一种基于知识图谱的信息汇聚方法、装置和设备,所述方法包括:在知识图谱中加入Web服务描述信息(S10);基于知识图谱进行信息查询,并根据输入的查询语句获取关联的Web服务信息(S20);对知识图谱查询结果和返回的Web服务查询结果进行融合(S30)。所述方法通过在知识图谱中加入Web服务描述信息,并面向不同的数据源提供了相应的检索方案,在用户查询时能够同时提供知识图谱的查询结果和基于Web服务的查询结果,根据多样的数据来源能够获得更丰富的查询结果。同时还提供了对不同数据源的检索结果进行数据融合的方案,以及知识图谱数据更新方案,使得信息的查询可以更精确,具有良好的可操作性和可扩展性。

Description

基于知识图谱的信息汇聚方法、装置和设备 技术领域
本发明属于信息搜索技术领域,具体涉及一种基于知识图谱的信息汇聚方法、装置和设备。
背景技术
知识图谱(Knowledge Graph)以结构化的形式描述客观世界中概念、实体及其关系,将互联网的信息表达成更接近人类认知世界的形式,提供了一种更好地组织、管理和理解互联网海量信息的能力。知识图谱给互联网语义搜索带来了活力,同时也在智能问答中显示出强大威力,已经成为互联网知识驱动的智能应用的基础设施。知识图谱与大数据和深度学习一起,成为推动互联网和人工智能发展的核心驱动力之一。

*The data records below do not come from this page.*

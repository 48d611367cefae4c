//! Couple signup: account creation, the optional email verification detour, and creation of
//! the wedding page.

use chrono::Utc;
use std::sync::Arc;
use tracing::{info, warn};

use crate::error::{PlannerError, Result};
use crate::models::{AuthUser, NewWedding, PendingSignup, SignupForm, WeddingRecord};
use crate::repository::WeddingRepository;
use crate::validation::InputValidator;

/// Message shown once the wedding page exists
pub const CREATED_MESSAGE: &str = "Wedding page created successfully! Your Indian wedding is ready.";
/// Error when the wedding page is requested before the email is confirmed
pub const VERIFY_FIRST_MESSAGE: &str = "Please complete email verification first.";

/// Where a submitted signup ended up
#[derive(Debug, Clone, PartialEq, Eq)]
pub enum SignupOutcome {
    /// Account created, confirmation email sent; finish with [`SignupFlow::complete`]
    VerificationRequired(PendingSignup),
    /// Account already confirmed and the wedding page created
    Created(WeddingRecord),
}

/// Drives the signup form
pub struct SignupFlow {
    repository: Arc<dyn WeddingRepository>,
}

impl SignupFlow {
    /// Flow backed by `repository`
    pub fn new(repository: Arc<dyn WeddingRepository>) -> Self {
        Self { repository }
    }

    /// Validate the form and create the account.
    ///
    /// Nothing reaches the backend when validation fails.
    pub async fn submit(&self, form: SignupForm) -> Result<SignupOutcome> {
        InputValidator::validate_signup_form(&form)?;

        let user = self
            .repository
            .sign_up(form.email.trim(), &form.password, &form.metadata())
            .await?;
        info!(user_id = %user.id, "Account created");

        if !user.is_confirmed() {
            info!(user_id = %user.id, "Waiting for email verification");
            return Ok(SignupOutcome::VerificationRequired(PendingSignup { user_id: user.id, form }));
        }

        let record = self.create_wedding(&form, user.id).await?;
        Ok(SignupOutcome::Created(record))
    }

    /// Create the wedding page for a signup whose email has since been confirmed
    pub async fn complete(&self, pending: &PendingSignup) -> Result<WeddingRecord> {
        let confirmed = self
            .repository
            .current_user()
            .await?
            .filter(|user| user.is_confirmed());
        let Some(user) = confirmed else {
            warn!(user_id = %pending.user_id, "Wedding creation attempted before verification");
            return Err(PlannerError::Validation(VERIFY_FIRST_MESSAGE.to_string()));
        };

        self.create_wedding(&pending.form, user.id).await
    }

    /// Finish a signup started in an earlier session. The form is rebuilt from the signup
    /// details stored with the account.
    pub async fn resume(&self, password: &str) -> Result<WeddingRecord> {
        let user = self
            .repository
            .current_user()
            .await?
            .filter(AuthUser::is_confirmed)
            .ok_or_else(|| PlannerError::Validation(VERIFY_FIRST_MESSAGE.to_string()))?;
        let pending = PendingSignup::from_account(&user, password)
            .ok_or_else(|| PlannerError::Backend("account has no signup details".to_string()))?;
        InputValidator::validate_signup_form(&pending.form)?;

        self.create_wedding(&pending.form, user.id).await
    }

    async fn create_wedding(&self, form: &SignupForm, user_id: uuid::Uuid) -> Result<WeddingRecord> {
        let wedding = NewWedding::from_signup(form, Some(user_id), Utc::now())?;
        let record = self.repository.insert_wedding(&wedding).await?;
        info!(wedding_id = %record.id, couple = %record.couple_names, "Wedding page created");
        Ok(record)
    }
}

然而,当前基于知识图谱的搜索过于依赖于知识图谱的信息完整程度,当知识图谱中某些信息缺失时或者更新不及时,会影响搜索效果。此外,当前很多信息在网络上采用分布式存储,很难完全存放到知识图谱中。因此,如何在知识图谱信息不完整时提升查询的满意度具有重要意义。同时,如何利用网络上分布式数据也是目前知识发现领域亟待解决的问题。
发明内容
发明目的:针对现有技术的问题,本发明提出一种基于知识图谱的信息汇聚方法,能够从知识图谱及Web服务共同获取信息,利用网络上分布式数据提升知识图谱信息不完整时的查询效果。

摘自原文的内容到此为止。